Além disso, a RBTR trabalhou com as comunidades para desenvolver planos de recuperação econômica de médio e longo prazo e oportunidades para as mulheres. Foram proporcionados insumos artesanais e agrícolas, desenvolvimento de produtos e apoio ao acesso ao mercado, e o restabelecimento de hortas comunitárias e bancos de alimentos para lidar com a insegurança alimentar. A RBTR garante que, quando as comunidades estão replantando suas lavouras para subsistência e renda, elas possam adquirir mudas e plantas resistentes ao clima.

A RBTR repetiu o programa no início deste ano para ajudar a província de Bua em sua recuperação do ciclone tropical Yasa,  de categoria cinco, que atingiu a costa em dezembro de 2020. Bua, localizada ao norte na ilha de Vanua Levue,  já estava sentindo os efeitos da COVID-19. Graças ao programa, foram construídas 12 novas casas e 37 casas foram reformadas com a madeira serrada. O valor aproximado de varejo da madeira serrada processada até o momento, com base no volume cúbico, é de FJD 300.000 ($ US 145.000).

A liderança e a participação das mulheres em todas as etapas do processo de recuperação tem sido um componente essencial para o sucesso e a escalabilidade do programa. A RBTR assegura que as mulheres participem da reconstrução e da tomada de decisões, garantindo também que suas necessidades sejam priorizadas. Além disso, as mulheres também, receberam treinamento para operar serrarias e em habilidades básicas de carpintaria.
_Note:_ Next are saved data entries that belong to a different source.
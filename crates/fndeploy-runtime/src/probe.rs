//! HTTP spec probe for a running functions server.

use std::time::Duration;

use async_trait::async_trait;
use fndeploy_core::{DEFAULT_PROBE_TIMEOUT_SECS, DiscoveredSpec, RuntimeError, SpecProbe};
use reqwest::Client;
use tokio::time::{Instant, sleep};
use tracing::{debug, info};

/// Path the server describes itself on.
pub const SPEC_PATH: &str = "/__/functions.yaml";

/// Delay between connection attempts.
pub const DEFAULT_PROBE_INTERVAL: Duration = Duration::from_millis(200);

const REQUEST_TIMEOUT: Duration = Duration::from_secs(2);

/// Parse and validate a spec document (YAML, or JSON as a YAML subset).
///
/// `origin` names where the text came from, for error messages.
pub fn parse_spec(text: &str, origin: &str) -> Result<DiscoveredSpec, RuntimeError> {
    let spec: DiscoveredSpec =
        serde_yaml::from_str(text).map_err(|e| RuntimeError::SpecParse {
            origin: origin.to_string(),
            reason: e.to_string(),
        })?;
    spec.validate()?;
    Ok(spec)
}

/// Polls `GET /__/functions.yaml` until the server answers.
#[derive(Debug, Clone)]
pub struct HttpSpecProbe {
    client: Client,
    timeout: Duration,
    interval: Duration,
}

impl Default for HttpSpecProbe {
    fn default() -> Self {
        Self::new(Duration::from_secs(DEFAULT_PROBE_TIMEOUT_SECS))
    }
}

impl HttpSpecProbe {
    pub fn new(timeout: Duration) -> Self {
        Self {
            client: Client::builder().no_proxy().build().unwrap_or_default(),
            timeout,
            interval: DEFAULT_PROBE_INTERVAL,
        }
    }

    #[must_use]
    pub const fn with_interval(mut self, interval: Duration) -> Self {
        self.interval = interval;
        self
    }

    pub const fn timeout(&self) -> Duration {
        self.timeout
    }
}

#[async_trait]
impl SpecProbe for HttpSpecProbe {
    async fn fetch(&self, port: u16) -> Result<DiscoveredSpec, RuntimeError> {
        let url = format!("http://127.0.0.1:{port}{SPEC_PATH}");
        let deadline = Instant::now() + self.timeout;
        let mut attempt: u32 = 0;

        loop {
            attempt += 1;
            match self
                .client
                .get(&url)
                .timeout(REQUEST_TIMEOUT)
                .send()
                .await
            {
                Ok(response) => {
                    let status = response.status();
                    if !status.is_success() {
                        return Err(RuntimeError::Probe {
                            url,
                            reason: format!("server answered {status}"),
                        });
                    }

                    let body = response.text().await.map_err(|e| RuntimeError::Probe {
                        url: url.clone(),
                        reason: e.to_string(),
                    })?;
                    info!(port = %port, attempt, "Fetched functions spec from server");
                    return parse_spec(&body, &url);
                }
                // Server not listening yet (or still compiling)
                Err(e) if e.is_connect() || e.is_timeout() => {
                    debug!(url = %url, attempt, error = %e, "Server not ready, retrying");
                }
                Err(e) => {
                    return Err(RuntimeError::Probe {
                        url,
                        reason: e.to_string(),
                    });
                }
            }

            if Instant::now() + self.interval > deadline {
                return Err(RuntimeError::ProbeTimeout {
                    url,
                    waited: self.timeout,
                });
            }
            sleep(self.interval).await;
        }
    }
}

#[cfg(test)]
mod tests {
    use super::*;
    use fndeploy_core::{SpecError, Trigger};
    use tokio::io::{AsyncReadExt, AsyncWriteExt};
    use tokio::net::TcpListener;

    const SPEC_YAML: &str = "\
specVersion: v1alpha1
endpoints:
  hello:
    entryPoint: Hello
    region: [us-central1]
    httpsTrigger: {}
  nightly:
    entryPoint: Nightly
    scheduleTrigger:
      schedule: every 24 hours
";

    /// Serve one canned HTTP response per connection.
    async fn serve(status_line: &'static str, body: &'static str) -> u16 {
        let listener = TcpListener::bind(("127.0.0.1", 0)).await.unwrap();
        let port = listener.local_addr().unwrap().port();
        tokio::spawn(async move {
            while let Ok((mut socket, _)) = listener.accept().await {
                let mut buf = [0u8; 1024];
                let _ = socket.read(&mut buf).await;
                let response = format!(
                    "HTTP/1.1 {status_line}\r\ncontent-length: {}\r\nconnection: close\r\n\r\n{body}",
                    body.len()
                );
                let _ = socket.write_all(response.as_bytes()).await;
            }
        });
        port
    }

    #[test]
    fn parses_yaml_spec() {
        let spec = parse_spec(SPEC_YAML, "functions.yaml").unwrap();
        assert_eq!(spec.endpoints.len(), 2);
        assert_eq!(spec.endpoints["hello"].region, vec!["us-central1"]);
        assert!(matches!(
            spec.endpoints["nightly"].trigger,
            Trigger::ScheduleTrigger(_)
        ));
    }

    #[test]
    fn parses_json_spec() {
        let json = r#"{"specVersion":"v1alpha1","endpoints":{"fn":{"entryPoint":"Fn","httpsTrigger":{}}}}"#;
        let spec = parse_spec(json, "inline").unwrap();
        assert_eq!(spec.endpoints["fn"].entry_point, "Fn");
    }

    #[test]
    fn rejects_unknown_spec_version() {
        let err = parse_spec("specVersion: v2\n", "inline").unwrap_err();
        assert!(matches!(
            err,
            RuntimeError::InvalidSpec(SpecError::UnsupportedVersion(_))
        ));
    }

    #[test]
    fn syntax_error_names_origin() {
        let err = parse_spec("endpoints: [unclosed", "functions.yaml").unwrap_err();
        assert!(matches!(err, RuntimeError::SpecParse { ref origin, .. } if origin == "functions.yaml"));
    }

    #[tokio::test]
    async fn fetches_spec_from_server() {
        let port = serve("200 OK", SPEC_YAML).await;
        let spec = HttpSpecProbe::new(Duration::from_secs(5))
            .fetch(port)
            .await
            .unwrap();
        assert!(spec.endpoints.contains_key("hello"));
    }

    #[tokio::test]
    async fn error_status_fails_immediately() {
        let port = serve("500 Internal Server Error", "boom").await;
        let err = HttpSpecProbe::new(Duration::from_secs(5))
            .fetch(port)
            .await
            .unwrap_err();
        assert!(matches!(err, RuntimeError::Probe { .. }));
    }

    #[tokio::test]
    async fn times_out_when_nothing_listens() {
        let port = {
            let listener = TcpListener::bind(("127.0.0.1", 0)).await.unwrap();
            listener.local_addr().unwrap().port()
        };

        let probe = HttpSpecProbe::new(Duration::from_millis(300))
            .with_interval(Duration::from_millis(50));
        let started = std::time::Instant::now();
        let err = probe.fetch(port).await.unwrap_err();

        assert!(matches!(err, RuntimeError::ProbeTimeout { .. }));
        assert!(started.elapsed() < Duration::from_secs(5));
    }
}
O apoio do Fundo das Mulheres de Fiji a organizações lideradas por mulheres como a RBTR nos ensinou que a solução mais adequada para as comunidades do Pacífico no enfrentamento à crise climática é aquela que adota uma estratégia de envolvimento de toda a comunidade e prioriza as vozes e a participação de mulheres, meninas e grupos marginalizados.

 

As autoras

Kuini Rabo é Especialista em Desenvolvimento de Fiji, com mais de 13 anos de experiência trabalhando com comunidades, especificamente redes de mulheres, em Fiji e no Pacífico. Também gerenciou projetos relacionados a gênero e energia e tem experiência em coordenação de programas de auxílio. Kuini trabalhou com a Secretaria da Comunidade do Pacífico, Universidade do Pacífico Sul e para o Governo de Fiji. Atualmente é a diretora de Programas do Fundo das Mulheres de Fiji.
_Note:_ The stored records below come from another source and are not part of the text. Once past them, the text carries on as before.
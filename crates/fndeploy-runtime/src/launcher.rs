//! Local server launcher for generated Go entry points.
//!
//! The server reads its ports from `PORT` and `ADMIN_PORT`. Shutdown is a
//! two step affair: a best-effort `GET /__/quitquitquit` on the admin port,
//! then a grace period after which the whole process group is killed.

use std::collections::BTreeMap;
use std::path::Path;
use std::time::Duration;

use async_trait::async_trait;
use fndeploy_core::{
    DEFAULT_SHUTDOWN_GRACE_SECS, EnvironmentVariables, RuntimeError, ServerLauncher, Settings,
    StopHandle, StopOutcome,
};
use reqwest::Client;
use tracing::{debug, info};

use crate::codegen::{AUTOGEN_DIR, MAIN_FILE};
use crate::process::{
    ChildProcess, ProcessRunner, SpawnOptions, StdioMode, shutdown_child, spawn_stream_reader,
};

/// Environment variable carrying the serving port.
pub const PORT_ENV: &str = "PORT";

/// Environment variable carrying the admin (control plane) port.
pub const ADMIN_PORT_ENV: &str = "ADMIN_PORT";

/// Admin endpoint asking the server to exit.
pub const QUIT_PATH: &str = "/__/quitquitquit";

/// Grace period between the quit request and the forced kill.
pub const DEFAULT_SHUTDOWN_GRACE: Duration = Duration::from_secs(DEFAULT_SHUTDOWN_GRACE_SECS);

const QUIT_REQUEST_TIMEOUT: Duration = Duration::from_secs(1);

/// Inherited variables re-applied last, so user envs cannot break the toolchain.
const TOOLCHAIN_ENV: [&str; 2] = ["PATH", "GOPATH"];

/// Build the exact environment for a server process.
///
/// Layers, later winning: `inherited`, then `envs`, then `PORT` and
/// `ADMIN_PORT`, then `PATH` and `GOPATH` from `inherited` (only those
/// actually present there).
pub fn layered_environment<I>(
    inherited: I,
    envs: &EnvironmentVariables,
    port: u16,
    admin_port: u16,
) -> BTreeMap<String, String>
where
    I: IntoIterator<Item = (String, String)>,
{
    let inherited: BTreeMap<String, String> = inherited.into_iter().collect();

    let mut merged = inherited.clone();
    merged.extend(envs.iter().map(|(k, v)| (k.clone(), v.clone())));
    merged.insert(PORT_ENV.to_string(), port.to_string());
    merged.insert(ADMIN_PORT_ENV.to_string(), admin_port.to_string());

    for key in TOOLCHAIN_ENV {
        if let Some(value) = inherited.get(key) {
            merged.insert(key.to_string(), value.clone());
        }
    }

    merged
}

/// The current process environment, skipping entries that are not valid UTF-8.
fn process_environment() -> impl Iterator<Item = (String, String)> {
    std::env::vars_os()
        .filter_map(|(key, value)| Some((key.into_string().ok()?, value.into_string().ok()?)))
}

/// Command used to run the generated server.
#[derive(Debug, Clone, PartialEq, Eq)]
pub struct ServerCommand {
    pub program: String,
    pub args: Vec<String>,
}

impl Default for ServerCommand {
    /// `go run ./autogen/main.go`
    fn default() -> Self {
        Self {
            program: "go".to_string(),
            args: vec!["run".to_string(), format!("./{AUTOGEN_DIR}/{MAIN_FILE}")],
        }
    }
}

impl ServerCommand {
    pub fn new<I, S>(program: impl Into<String>, args: I) -> Self
    where
        I: IntoIterator<Item = S>,
        S: Into<String>,
    {
        Self {
            program: program.into(),
            args: args.into_iter().map(Into::into).collect(),
        }
    }
}

/// Launches generated Go servers as child processes.
#[derive(Debug, Clone)]
pub struct GoServerLauncher {
    runner: ProcessRunner,
    command: ServerCommand,
    grace: Duration,
    client: Client,
}

impl Default for GoServerLauncher {
    fn default() -> Self {
        Self::new(DEFAULT_SHUTDOWN_GRACE)
    }
}

impl GoServerLauncher {
    pub fn new(grace: Duration) -> Self {
        Self {
            runner: ProcessRunner::new(),
            command: ServerCommand::default(),
            grace,
            // Quit requests target 127.0.0.1 and must never go through a proxy
            client: Client::builder().no_proxy().build().unwrap_or_default(),
        }
    }

    pub fn from_settings(settings: &Settings) -> Self {
        Self::new(settings.effective_shutdown_grace())
    }

    /// Replace the server command (the default runs the generated entry point).
    #[must_use]
    pub fn with_command(mut self, command: ServerCommand) -> Self {
        self.command = command;
        self
    }

    pub const fn grace(&self) -> Duration {
        self.grace
    }
}

#[async_trait]
impl ServerLauncher for GoServerLauncher {
    async fn start(
        &self,
        source_dir: &Path,
        port: u16,
        admin_port: u16,
        envs: &EnvironmentVariables,
    ) -> Result<Box<dyn StopHandle>, RuntimeError> {
        let env = layered_environment(process_environment(), envs, port, admin_port);
        let options = SpawnOptions::new()
            .with_working_dir(source_dir)
            .with_exact_env(env)
            .with_stdout(StdioMode::Piped)
            .with_stderr(StdioMode::Inherit);

        let mut child = self
            .runner
            .spawn(&self.command.program, &self.command.args, &options)?;

        if let Some(stdout) = child.take_stdout() {
            spawn_stream_reader(stdout, port, "stdout");
        }

        info!(
            pid = ?child.pid(),
            port = %port,
            admin_port = %admin_port,
            dir = %source_dir.display(),
            "Started functions server"
        );

        Ok(Box::new(ServerGuard {
            child,
            port,
            admin_port,
            grace: self.grace,
            client: self.client.clone(),
        }))
    }
}

/// A running server. Dropping it without calling `stop` kills the process.
#[derive(Debug)]
pub struct ServerGuard {
    child: ChildProcess,
    port: u16,
    admin_port: u16,
    grace: Duration,
    client: Client,
}

impl ServerGuard {
    pub const fn port(&self) -> u16 {
        self.port
    }

    pub const fn admin_port(&self) -> u16 {
        self.admin_port
    }

    /// Ask the server to exit. Failures are expected (the server may not
    /// be listening yet, or already gone) and only logged.
    async fn request_quit(&self) {
        let url = format!("http://127.0.0.1:{}{QUIT_PATH}", self.admin_port);
        match self
            .client
            .get(&url)
            .timeout(QUIT_REQUEST_TIMEOUT)
            .send()
            .await
        {
            Ok(response) => debug!(url = %url, status = %response.status(), "Sent quit request"),
            Err(e) => debug!(url = %url, error = %e, "Quit request failed, relying on grace period"),
        }
    }
}

#[async_trait]
impl StopHandle for ServerGuard {
    fn pid(&self) -> Option<u32> {
        self.child.pid()
    }

    async fn wait_exit(&mut self) -> Result<Option<i32>, RuntimeError> {
        match self.child.wait().await {
            Ok(status) => {
                info!(port = %self.port, status = ?status.code(), "Functions server exited");
                Ok(status.code())
            }
            Err(e) => Err(self.child.io_error(e).into()),
        }
    }

    async fn stop(self: Box<Self>) -> Result<StopOutcome, RuntimeError> {
        let mut guard = *self;
        guard.request_quit().await;

        let shutdown = match shutdown_child(&mut guard.child, guard.grace).await {
            Ok(shutdown) => shutdown,
            Err(e) => return Err(guard.child.io_error(e).into()),
        };

        info!(
            port = %guard.port,
            status = ?shutdown.status.code(),
            forced = shutdown.forced,
            "Stopped functions server"
        );

        Ok(StopOutcome {
            code: shutdown.status.code(),
            forced: shutdown.forced,
        })
    }
}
Erica Lee é Especialista em Comunicações Estratégicas e Comunicações para o Desenvolvimento, com mais de 15 anos de experiência em comunicações no Pacífico. Ela é uma entusiasta do uso do jornalismo de desenvolvimento para que as vozes dos habitantes das ilhas do Pacífico sejam ouvidas, para facilitar a sua participação significativa e promover mudanças sociais. Trabalhou para o Fundo de Desenvolvimento de Capital das Nações Unidas, para uma Organização do Setor Privado das Ilhas do Pacífico e para o Governo de Fiji. Erica é a atual Diretora de Comunicação do Fundo das Mulheres de Fiji.